### [Your instructions]
Where in the entries below does "Transport" appear? Copy every line that has it.

### [Data in this exercise]
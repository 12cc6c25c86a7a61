//! Connection-level client state: reconnect backoff and the presence and
//! typing views built from server events.

use std::collections::{BTreeMap, BTreeSet};
use std::time::Duration;

use crate::ws::protocol::{ClientEvent, ServerEvent, UserOnline};

pub const INITIAL_BACKOFF: Duration = Duration::from_millis(500);
pub const MAX_BACKOFF: Duration = Duration::from_secs(30);

#[derive(Debug, Clone, Copy, PartialEq, Eq)]
pub enum LinkState {
    Disconnected,
    Connected,
}

#[derive(Debug, Clone)]
pub struct ClientSession {
    user_id: String,
    link: LinkState,
    failed_attempts: u32,
    online: BTreeSet<String>,
    /// Peer user id -> username
    typing: BTreeMap<String, String>,
}

/// Delay before reconnect attempt `attempt` (0-based): doubling from
/// [`INITIAL_BACKOFF`], capped at [`MAX_BACKOFF`].
pub fn backoff(attempt: u32) -> Duration {
    INITIAL_BACKOFF
        .checked_mul(2u32.saturating_pow(attempt))
        .map_or(MAX_BACKOFF, |delay| delay.min(MAX_BACKOFF))
}

impl ClientSession {
    pub fn new(user_id: &str) -> Self {
        Self {
            user_id: user_id.to_string(),
            link: LinkState::Disconnected,
            failed_attempts: 0,
            online: BTreeSet::new(),
            typing: BTreeMap::new(),
        }
    }

    pub fn link(&self) -> LinkState {
        self.link
    }

    /// Transport is up. Returns the announcement to send first; the server
    /// forgets the binding on every disconnect.
    pub fn on_connected(&mut self) -> ClientEvent {
        self.link = LinkState::Connected;
        self.failed_attempts = 0;
        ClientEvent::UserOnline(UserOnline {
            user_id: self.user_id.clone(),
        })
    }

    /// Transport dropped. Clears views that only live events keep fresh and
    /// returns the delay before the first reconnect attempt.
    pub fn on_disconnected(&mut self) -> Duration {
        self.link = LinkState::Disconnected;
        self.typing.clear();
        self.online.clear();
        self.failed_attempts = 0;
        self.on_connect_failed()
    }

    /// A reconnect attempt failed. Returns the delay before the next one.
    pub fn on_connect_failed(&mut self) -> Duration {
        let delay = backoff(self.failed_attempts);
        self.failed_attempts = self.failed_attempts.saturating_add(1);
        delay
    }

    pub fn apply(&mut self, event: &ServerEvent) {
        match event {
            ServerEvent::PresenceSnapshot(snapshot) => {
                self.online = snapshot.user_ids.iter().cloned().collect();
            }
            ServerEvent::PresenceChanged(change) => {
                if change.online {
                    self.online.insert(change.user_id.clone());
                } else {
                    self.online.remove(&change.user_id);
                    self.typing.remove(&change.user_id);
                }
            }
            ServerEvent::UserOnlineStatus(status) => {
                self.online.insert(status.user_id.clone());
            }
            ServerEvent::UserOfflineStatus(status) => {
                self.online.remove(&status.user_id);
                self.typing.remove(&status.user_id);
            }
            ServerEvent::UserTyping(typing) => {
                self.typing
                    .insert(typing.from_user_id.clone(), typing.username.clone());
            }
            ServerEvent::UserStopTyping(stop) => {
                self.typing.remove(&stop.from_user_id);
            }
            // A delivered message ends that sender's typing burst.
            ServerEvent::NewMessage(message) => {
                self.typing.remove(&message.sender_id);
            }
            ServerEvent::MessageConfirmed(_)
            | ServerEvent::MessageFailed(_)
            | ServerEvent::MessageNotification(_)
            | ServerEvent::Error(_) => {}
        }
    }

    pub fn is_online(&self, user_id: &str) -> bool {
        self.online.contains(user_id)
    }

    pub fn online_users(&self) -> impl Iterator<Item = &str> {
        self.online.iter().map(String::as_str)
    }

    /// Username of `user_id` if they are typing to us.
    pub fn typing_username(&self, user_id: &str) -> Option<&str> {
        self.typing.get(user_id).map(String::as_str)
    }
}

#[cfg(test)]
mod tests {
    use super::*;
    use crate::ws::protocol::{PresenceChanged, PresenceSnapshot, UserStopTyping, UserTyping};

    #[test]
    fn test_backoff_doubles_and_caps() {
        assert_eq!(backoff(0), Duration::from_millis(500));
        assert_eq!(backoff(1), Duration::from_millis(1000));
        assert_eq!(backoff(5), Duration::from_millis(16_000));
        assert_eq!(backoff(6), MAX_BACKOFF);
        assert_eq!(backoff(40), MAX_BACKOFF);
    }

    #[test]
    fn test_reconnect_cycle_reannounces_and_resets_backoff() {
        let mut session = ClientSession::new("userA");
        let announce = ClientEvent::UserOnline(UserOnline {
            user_id: "userA".into(),
        });

        assert_eq!(session.on_connected(), announce);
        assert_eq!(session.on_disconnected(), Duration::from_millis(500));
        assert_eq!(session.on_connect_failed(), Duration::from_millis(1000));
        assert_eq!(session.on_connect_failed(), Duration::from_millis(2000));
        assert_eq!(session.link(), LinkState::Disconnected);

        assert_eq!(session.on_connected(), announce);
        assert_eq!(session.on_disconnected(), Duration::from_millis(500));
    }

    #[test]
    fn test_presence_view_follows_events() {
        let mut session = ClientSession::new("userA");
        session.apply(&ServerEvent::PresenceSnapshot(PresenceSnapshot {
            user_ids: vec!["userB".into(), "userC".into()],
        }));
        session.apply(&ServerEvent::PresenceChanged(PresenceChanged {
            user_id: "userC".into(),
            online: false,
        }));
        session.apply(&ServerEvent::PresenceChanged(PresenceChanged {
            user_id: "userD".into(),
            online: true,
        }));

        let online: Vec<_> = session.online_users().collect();
        assert_eq!(online, vec!["userB", "userD"]);
    }

    #[test]
    fn test_disconnect_clears_stale_typing() {
        let mut session = ClientSession::new("userA");
        session.on_connected();
        session.apply(&ServerEvent::UserTyping(UserTyping {
            from_user_id: "userB".into(),
            username: "bob".into(),
        }));
        assert_eq!(session.typing_username("userB"), Some("bob"));

        session.on_disconnected();
        assert_eq!(session.typing_username("userB"), None);
        assert!(!session.is_online("userB"));
    }

    #[test]
    fn test_typing_ends_on_stop_offline_or_message() {
        let mut session = ClientSession::new("userA");
        let typing = ServerEvent::UserTyping(UserTyping {
            from_user_id: "userB".into(),
            username: "bob".into(),
        });

        session.apply(&typing);
        session.apply(&ServerEvent::UserStopTyping(UserStopTyping {
            from_user_id: "userB".into(),
        }));
        assert_eq!(session.typing_username("userB"), None);

        session.apply(&typing);
        session.apply(&ServerEvent::PresenceChanged(PresenceChanged {
            user_id: "userB".into(),
            online: false,
        }));
        assert_eq!(session.typing_username("userB"), None);

        session.apply(&typing);
        session.apply(&ServerEvent::NewMessage(
            crate::ws::protocol::NewMessage::provisional(
                "userB",
                "userA",
                "hi",
                "t1",
                chrono::Utc::now(),
            ),
        ));
        assert_eq!(session.typing_username("userB"), None);
    }
}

### [Response to the task]
    /// Transport is up. Returns the announcement to send first; the server
    /// Transport dropped. Clears views that only live events keep fresh and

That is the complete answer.